Governance, Finance, and the Politics of Cooling

The document also shines a spotlight on the political and financial challenges of managing heat. Governance gaps are acute, as responsibilities for health, environment, disaster response, and urban planning often fall into separate silos. Without coordination, responses remain fragmented and ineffective. The handbook points to successful cases where cities formed cross-sectoral task forces to align efforts and engage with local communities, ensuring interventions were both inclusive and practical. Financing heat management remains a hurdle, but the report highlights pathways: tapping into international climate funds, issuing municipal green bonds, and encouraging private-sector investment in cooling infrastructure. It stresses that heat management is not a sunk cost but a high-yield investment that saves lives, safeguards productivity, and enhances long-term economic stability.

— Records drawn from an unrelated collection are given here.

use anyhow::{anyhow, bail};
use scraper::{ElementRef, Html, Selector};

use crate::domain::{parse_price, sample_products, PriceText, Product, LIVE_SOURCE, NO_BRAND};

use super::PageFetcher;

const CARD_SELECTOR: &str = ".boost-pfs-filter-product-item";
const IMAGE_SELECTOR: &str = ".boost-pfs-filter-product-item-flip-image";
const TITLE_SELECTOR: &str = ".boost-pfs-filter-product-title";
const PRICE_SELECTOR: &str = ".boost-pfs-filter-product-item-sale-price";
const VENDOR_SELECTOR: &str = ".boost-pfs-filter-product-vendor";
const LINK_SELECTOR: &str = "a";

const BODY_SNIPPET_LEN: usize = 500;

struct CardSelectors {
    card: Selector,
    image: Selector,
    title: Selector,
    price: Selector,
    vendor: Selector,
    link: Selector,
}

impl CardSelectors {
    fn new() -> anyhow::Result<Self> {
        Ok(CardSelectors {
            card: compile(CARD_SELECTOR)?,
            image: compile(IMAGE_SELECTOR)?,
            title: compile(TITLE_SELECTOR)?,
            price: compile(PRICE_SELECTOR)?,
            vendor: compile(VENDOR_SELECTOR)?,
            link: compile(LINK_SELECTOR)?,
        })
    }
}

fn compile(selector: &str) -> anyhow::Result<Selector> {
    Selector::parse(selector).map_err(|e| anyhow!("Invalid selector {}: {}", selector, e))
}

/// Fetches the listing page and extracts its products.
///
/// Never comes back empty: when the fetch fails, the page cannot be parsed
/// or no card yields a product, the sample set is returned instead.
pub async fn scrape_products<F: PageFetcher>(fetcher: &F) -> Vec<Product> {
    let products = match fetcher.fetch().await {
        Ok(page) => {
            log::info!("Status code: {}", page.status);
            log::debug!(
                "First {} chars of HTML: {}",
                BODY_SNIPPET_LEN,
                page.body.chars().take(BODY_SNIPPET_LEN).collect::<String>()
            );

            match parse_products(&page.body) {
                Ok(products) => products,
                Err(e) => {
                    log::error!("Failed to parse product listing: {:?}", e);
                    vec![]
                }
            }
        }
        Err(e) => {
            log::error!("Scraping failed: {:?}", e);
            vec![]
        }
    };

    let products = match products.is_empty() {
        true => {
            log::warn!("No products scraped. Returning fallback sample products.");
            sample_products().to_vec()
        }
        false => products,
    };

    log::info!("Total products returned: {}", products.len());
    products
}

/// Walks every product card in `html`. A card that fails to extract is
/// logged and skipped; the rest keep their page order.
pub fn parse_products(html: &str) -> anyhow::Result<Vec<Product>> {
    let selectors = CardSelectors::new()?;
    let document = Html::parse_document(html);

    let mut products: Vec<Product> = Vec::new();

    for card in document.select(&selectors.card) {
        log::debug!("Found a product card");

        match extract_card(card, &selectors, products.len()) {
            Ok(product) => {
                log::info!(
                    "Parsed product: title={}, price={}, brand={}, img={:?}, url={}",
                    product.title,
                    product.price,
                    product.brand,
                    product.image,
                    product.url
                );
                products.push(product);
            }
            Err(e) => log::warn!("Error parsing product: {:?}", e),
        }
    }

    Ok(products)
}

fn extract_card(
    card: ElementRef,
    selectors: &CardSelectors,
    produced: usize,
) -> anyhow::Result<Product> {
    let image_tag = card.select(&selectors.image).next();

    let image = image_tag.and_then(|tag| {
        non_empty_attr(tag, "data-src")
            .or_else(|| non_empty_attr(tag, "src"))
            .map(|src| src.to_string())
    });

    let title = match card.select(&selectors.title).next() {
        Some(tag) => element_text(tag),
        None => image_tag
            .and_then(|tag| non_empty_attr(tag, "alt"))
            .map(|alt| alt.to_string())
            .unwrap_or_else(|| format!("Untitled Product #{}", produced + 1)),
    };

    let price = match card.select(&selectors.price).next() {
        Some(tag) => {
            let text = element_text(tag);
            match parse_price(&text) {
                PriceText::Amount(amount) => amount,
                PriceText::Missing => 0.0,
                PriceText::Invalid(amount) => {
                    bail!("Price label {:?} is not a valid amount ({})", text, amount)
                }
            }
        }
        None => 0.0,
    };

    let brand = card
        .select(&selectors.vendor)
        .next()
        .map(element_text)
        .unwrap_or_else(|| NO_BRAND.to_string());

    let url = card
        .select(&selectors.link)
        .next()
        .and_then(|tag| tag.value().attr("href"))
        .unwrap_or("")
        .to_string();

    Ok(Product {
        title,
        price,
        brand,
        materials: vec![],
        description: String::new(),
        url,
        image,
        badges: vec![],
        source: LIVE_SOURCE.to_string(),
    })
}

fn element_text(tag: ElementRef) -> String {
    tag.text().collect::<String>().trim().to_string()
}

fn non_empty_attr<'a>(tag: ElementRef<'a>, name: &str) -> Option<&'a str> {
    tag.value()
        .attr(name)
        .map(str::trim)
        .filter(|value| !value.is_empty())
}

Lessons From Cities on the Frontline

The most compelling sections are those that showcase how cities are already innovating under pressure. Ahmedabad, India, is profiled for its groundbreaking Heat Action Plan, which has combined early warning systems, public education campaigns, and hospital preparedness, resulting in significant reductions in heat-related deaths. Medellín, Colombia, demonstrates the transformative power of design with its “green corridors,” where tree-lined pathways cut through the city, cooling neighborhoods while boosting biodiversity and public well-being. In Africa, cities like Kampala and Dakar are experimenting with modest but effective interventions, such as community-driven tree planting and climate-sensitive housing built with local materials. These case studies reveal a critical truth: solutions do not always require vast sums of money, but they do demand political will, community participation, and long-term planning.

The handbook closes with a powerful call to action. It argues that failure to act will erode hard-won development gains, worsen inequalities, and push millions into deeper vulnerability. Yet the report also insists that the tools for change are already in hand. Managing urban heat can transform cities into greener, cooler, and more livable spaces if policymakers, planners, and communities work together. The authors frame this not only as a climate challenge but also as an opportunity to reimagine urban living in the Global South, one where health, dignity, and equity are safeguarded in the face of rising temperatures. The message is clear: the creeping crisis of heat must be tackled now, before it hardens into a catastrophe.